Reviewers conducting an expedited review may exercise all of the authority of the IRB except that they may not disapprove a study. When reviewers cannot approve the research under expedited review, the study is referred to the committee for full board review.
Applicability of Expedited Review:
Research activities that present no more than minimal risk to human subjects, and involve only procedures listed in one or more of these categories may be reviewed by the IRB through the expedited review procedure authorized by 45 CFR 46.110 and 21 CFR 56.110. The activities listed should not be deemed to be of minimal risk simply because they are included on this list. Inclusion on this list merely means the activity is eligible for review through the expedited review procedure when the specific circumstances of the proposed research involve no more than minimal risk to human subjects.
The categories in this list apply regardless of the age of subjects, except as noted.
The expedited review procedure may not be used where identification of the subjects and/or their responses would reasonably place them at risk of criminal or civil liability or be damaging to the subjects' financial standing, employability, insurability, reputation, or be stigmatizing, unless reasonable and appropriate protections will be implemented so risks related to invasion of privacy and breach of confidentiality are no greater than minimal.
The expedited review procedure may not be used for classified research involving human subjects.

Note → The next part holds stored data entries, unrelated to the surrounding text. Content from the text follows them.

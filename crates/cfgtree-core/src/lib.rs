//! Section resolution, argument merging and parameter binding for cfgtree
//!
//! This crate sits on top of `cfgtree-sections` and turns section indexes
//! into parameter values:
//!
//! - **Selection**: which sections of a cfg file apply to a request, with
//!   exclusions, full-path lookups, substitutions and exclusive siblings
//! - **Placeholders**: section identity substituted into section lines
//! - **Merge pipeline**: prefix scopes, comma fan-out and `+=` accumulation
//!   over the concatenated file and command-line arguments
//! - **Binding**: typed assignment into a [`ParamTree`]
//!
//! # Architecture
//!
//! ```text
//!                   cfgtree-cli
//!                        |
//!                  cfgtree-core
//!                        |
//!            +-----------+-----------+
//!            |                       |
//!     cfgtree-sections          cfgtree-fs
//! ```
//!
//! # Example
//!
//! ```ignore
//! use cfgtree_core::{ParamSet, ParamValue, ProcessOptions, process};
//!
//! let mut params = ParamSet::new().with("lr", ParamValue::Float(0.1));
//! let options = ProcessOptions::new(&["train:fast"], &["--lr=0.5"]);
//! let outcome = process(&mut params, &options)?;
//! for report in &outcome.reports {
//!     println!("{report}");
//! }
//! ```

pub mod bind;
pub mod config;
pub mod error;
pub mod merge;
pub mod params;
pub mod process;
pub mod resolve;
pub mod snapshot;

pub use bind::{bind, help_text};
pub use config::{ResolverSettings, SettingsLayer, SettingsResolver};
pub use error::{Error, Result};
pub use merge::{HELP_FLAGS, MergedArgs, merge_args, split_arg};
pub use params::{Leaf, Param, ParamKind, ParamSet, ParamTree, ParamValue};
pub use process::{ArgStream, ProcessOptions, ProcessOutcome, build_args, process, process_json};
pub use resolve::{CfgPass, ReportEntry, Resolution, SectionReport, resolve_sections};
pub use snapshot::{read_params, write_params};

IRBs are reminded that the standard requirements for informed consent (or its waiver, alteration or exception) apply regardless of the type of review utilized by the IRB (i.e., expedited or full committee review).
Categories 1 through 7 pertain to both initial and continuing IRB review.
Full Committee Research
Proposed human subject research that does not fall into either the exempt or expedited review categories must be submitted for full committee review.
This is the most rigorous level of review and, accordingly, is reserved for research projects that present more than minimal risks to subjects.